Posted: February 5, 2023

Fly fishing is a year around sport. If you want to be a great fly guy, you need to stay on top of your gear, skills, and knowledge. You will never become perfect, but you can get close with education and practice. 

The only way to learn how to catch fish is to catch fish. Having a Mentor is a great way to learn. Listen, learn, and love every cast. You will learn the most when fishing is the toughest.

Fly gear has become more complex than ever. Originally, fly fishing was done with long sticks, bamboo, or whatever you had. The reel was a block of log attached to the stick. Flies were real bugs on a hook or primitive flies made of feathers and cord. Fly lines were made of waxed horse tail fibers that were braided together. Tippet was made from animal sinews.

A lot has changed since Daniel Webster and Izaak Walton cast a brace of wet flies. Today, we need to keep our gear in good working order and well protected.

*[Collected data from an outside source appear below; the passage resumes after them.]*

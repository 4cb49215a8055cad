//! Field resolver
//!
//! Maps a logical field name to the sub-field the engine can match exactly,
//! sort and aggregate on (e.g. `name` -> `name.keyword`).

use crate::error::DslError;
use crate::schema::{FieldMap, FieldType, MappingProvider};
use crate::Result;
use parking_lot::RwLock;
use std::collections::HashMap;
use std::sync::Arc;
use tracing::{debug, warn};

/// Engine-internal document id field
pub const ID_FIELD: &str = "_id";

/// Pseudo-fields passed through untouched
const PASSTHROUGH_FIELDS: &[&str] = &["_score", "_count", "_key", "_doc"];

/// Per-session cache of flattened field maps, keyed by index
///
/// Cloning the handle shares the cache; a fresh `MappingCache` is independent.
#[derive(Clone, Debug, Default)]
pub struct MappingCache {
    inner: Arc<RwLock<HashMap<String, Arc<FieldMap>>>>,
}

impl MappingCache {
    pub fn new() -> Self {
        Self::default()
    }

    /// Get the cached map for an index or fetch and cache it
    pub fn get_or_fetch<F>(&self, index: &str, fetch: F) -> Result<Arc<FieldMap>>
    where
        F: FnOnce() -> Result<FieldMap>,
    {
        if let Some(cached) = self.inner.read().get(index) {
            return Ok(Arc::clone(cached));
        }

        debug!(index, "field mapping cache miss");
        let fetched = Arc::new(fetch()?);
        let mut cache = self.inner.write();
        let entry = cache
            .entry(index.to_string())
            .or_insert_with(|| Arc::clone(&fetched));
        Ok(Arc::clone(entry))
    }

    /// Drop the cached map for one index
    pub fn invalidate(&self, index: &str) {
        self.inner.write().remove(index);
    }

    /// Drop all cached maps
    pub fn clear(&self) {
        self.inner.write().clear();
    }

    pub fn contains(&self, index: &str) -> bool {
        self.inner.read().contains_key(index)
    }

    pub fn len(&self) -> usize {
        self.inner.read().len()
    }

    pub fn is_empty(&self) -> bool {
        self.inner.read().is_empty()
    }
}

/// Resolves logical field names against one index's mapping
pub struct FieldResolver {
    index: String,
    provider: Arc<dyn MappingProvider>,
    cache: MappingCache,
    overrides: HashMap<String, String>,
    bypass: bool,
}

impl FieldResolver {
    /// Create a resolver with its own cache
    pub fn new(index: impl Into<String>, provider: Arc<dyn MappingProvider>) -> Self {
        Self {
            index: index.into(),
            provider,
            cache: MappingCache::new(),
            overrides: HashMap::new(),
            bypass: false,
        }
    }

    /// Use an existing cache handle
    pub fn with_cache(mut self, cache: MappingCache) -> Self {
        self.cache = cache;
        self
    }

    /// Per-query logical -> concrete field overrides
    pub fn with_overrides(mut self, overrides: HashMap<String, String>) -> Self {
        self.overrides = overrides;
        self
    }

    /// Trust caller field names without consulting the mapping
    pub fn with_bypass(mut self, bypass: bool) -> Self {
        self.bypass = bypass;
        self
    }

    /// Resolver for one query: same index, provider and cache, with its own overrides
    pub fn for_query(&self, overrides: HashMap<String, String>) -> FieldResolver {
        FieldResolver {
            index: self.index.clone(),
            provider: Arc::clone(&self.provider),
            cache: self.cache.clone(),
            overrides,
            bypass: self.bypass,
        }
    }

    pub fn index(&self) -> &str {
        &self.index
    }

    pub fn cache(&self) -> &MappingCache {
        &self.cache
    }

    /// Resolve the field to query, sort or aggregate on
    pub fn resolve(&self, field: &str) -> Result<String> {
        if field == "id" || field == ID_FIELD {
            return Ok(ID_FIELD.to_string());
        }
        if PASSTHROUGH_FIELDS.contains(&field) {
            return Ok(field.to_string());
        }
        if let Some(mapped) = self.overrides.get(field) {
            return Ok(mapped.clone());
        }
        if self.bypass {
            return Ok(field.to_string());
        }

        let fields = self.field_map()?;
        match fields.find_indexable(field) {
            Some(path) => Ok(path.to_string()),
            None => {
                warn!(field, index = %self.index, "no exact-match field in mapping");
                Err(DslError::FieldResolution {
                    field: field.to_string(),
                    index: self.index.clone(),
                })
            }
        }
    }

    /// Flattened mapping of this resolver's index, fetched once
    pub fn field_map(&self) -> Result<Arc<FieldMap>> {
        self.cache
            .get_or_fetch(&self.index, || self.provider.fetch_mapping(&self.index))
    }

    /// Declared type of an exact path
    pub fn declared_type(&self, path: &str) -> Result<Option<FieldType>> {
        Ok(self.field_map()?.declared_type(path).cloned())
    }
}

#[cfg(test)]
mod tests {
    use super::*;
    use crate::schema::StaticMappingProvider;
    use std::sync::atomic::{AtomicUsize, Ordering};

    struct CountingProvider {
        fields: FieldMap,
        calls: AtomicUsize,
    }

    impl MappingProvider for CountingProvider {
        fn fetch_mapping(&self, _index: &str) -> Result<FieldMap> {
            self.calls.fetch_add(1, Ordering::SeqCst);
            Ok(self.fields.clone())
        }
    }

    fn provider() -> Arc<dyn MappingProvider> {
        Arc::new(StaticMappingProvider::new().with_index(
            "people",
            FieldMap::from_pairs([
                ("name", "text"),
                ("name.keyword", "keyword"),
                ("bio", "text"),
                ("age", "integer"),
            ]),
        ))
    }

    #[test]
    fn test_resolves_keyword_subfield() {
        let resolver = FieldResolver::new("people", provider());
        assert_eq!(resolver.resolve("name").unwrap(), "name.keyword");
        assert_eq!(resolver.resolve("age").unwrap(), "age");
        // deterministic on repeat
        assert_eq!(resolver.resolve("name").unwrap(), "name.keyword");
    }

    #[test]
    fn test_text_only_field_fails() {
        let resolver = FieldResolver::new("people", provider());
        let err = resolver.resolve("bio").unwrap_err();
        assert_eq!(err.field(), Some("bio"));
        assert!(resolver.resolve("unknown").is_err());
    }

    #[test]
    fn test_id_and_pseudo_fields() {
        let resolver = FieldResolver::new("people", provider());
        assert_eq!(resolver.resolve("id").unwrap(), "_id");
        assert_eq!(resolver.resolve("_id").unwrap(), "_id");
        assert_eq!(resolver.resolve("_score").unwrap(), "_score");
        assert_eq!(resolver.resolve("_count").unwrap(), "_count");
        // no mapping lookup needed for these
        assert!(resolver.cache().is_empty());
    }

    #[test]
    fn test_override_wins_over_mapping() {
        let mut overrides = HashMap::new();
        overrides.insert("bio".to_string(), "bio.raw".to_string());
        let resolver = FieldResolver::new("people", provider()).with_overrides(overrides);
        assert_eq!(resolver.resolve("bio").unwrap(), "bio.raw");
    }

    #[test]
    fn test_for_query_shares_cache() {
        let base = FieldResolver::new("people", provider());
        let mut overrides = HashMap::new();
        overrides.insert("bio".to_string(), "bio.raw".to_string());

        let scoped = base.for_query(overrides);
        assert_eq!(scoped.resolve("bio").unwrap(), "bio.raw");
        assert_eq!(scoped.resolve("name").unwrap(), "name.keyword");
        assert!(base.cache().contains("people"));
        assert!(base.resolve("bio").is_err());
    }

    #[test]
    fn test_bypass_passes_through() {
        let resolver = FieldResolver::new("people", provider()).with_bypass(true);
        assert_eq!(resolver.resolve("bio").unwrap(), "bio");
        assert!(resolver.cache().is_empty());
    }

    #[test]
    fn test_mapping_fetched_once_per_index() {
        let counting = Arc::new(CountingProvider {
            fields: FieldMap::from_pairs([("status", "keyword")]),
            calls: AtomicUsize::new(0),
        });
        let resolver = FieldResolver::new("posts", counting.clone());

        for _ in 0..5 {
            resolver.resolve("status").unwrap();
        }
        assert_eq!(counting.calls.load(Ordering::SeqCst), 1);

        resolver.cache().invalidate("posts");
        resolver.resolve("status").unwrap();
        assert_eq!(counting.calls.load(Ordering::SeqCst), 2);
    }

    #[test]
    fn test_shared_cache_handle() {
        let cache = MappingCache::new();
        let a = FieldResolver::new("people", provider()).with_cache(cache.clone());
        let b = FieldResolver::new("people", provider()).with_cache(cache.clone());
        a.resolve("name").unwrap();
        assert!(cache.contains("people"));
        assert_eq!(b.resolve("name").unwrap(), "name.keyword");
        assert_eq!(cache.len(), 1);
    }

    #[test]
    fn test_provider_error_surfaces() {
        let resolver = FieldResolver::new("ghost", provider());
        assert!(matches!(
            resolver.resolve("name"),
            Err(DslError::MappingLookup { .. })
        ));
    }
}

The Fly Fishing Fun series will share tips about fly fishing. Even though many waters are frozen, and fishing is cold, you can start to upgrade and maintain your gear and grow your knowledge. Being a student of the sport will make you a better Fly Guy!

Here are some things to get you started!

Wash, reverse, and condition your fly line    If you are using a double taper fly line, now is when you reverse it. The lines shape is the same at each end. Reversing it allows the line to last longer. Wash the line in a warm water bath. Use Dawn dish cleaner to remove the crud. Wipe and rinse the line. Now hang the line outside between two posts and allow to relax and dry. Use a cloth sprayed with Armor All, to wipe and condition your line. If the line is too chipped, inner core is exposed, or damaged/knotted, get a new quality line, and install.

Reel cleaning and lube    While the line is off the reel, inspect and clean the reel. A very light coating of oil helps. Too much oil simply attracts grit and dirt. Wax the metal portions to waterproof and make the reel friction free. Upgrade to a disc drag reel if you have not already done so. Check or replace your backing. Tighten and Loctite any screws.

Clean and inspect your rods.    Rods collect crud from use. Wash the entire blank, grip with soapy water, and rinse. Now inspect the rod for dings and scratches. Use a Q-tip to check the guides for grooves and cracks. Recoat the blank with a light protective clear coat. Smooth or replace any damaged guides. Store the rod in a cloth cover before putting it into a rod tube. If you don’t have a case or tube, make your own. The cloth cover reduces vibrations from transport, which can cause modern rods to fracture.

Help your gear help you catch more fish!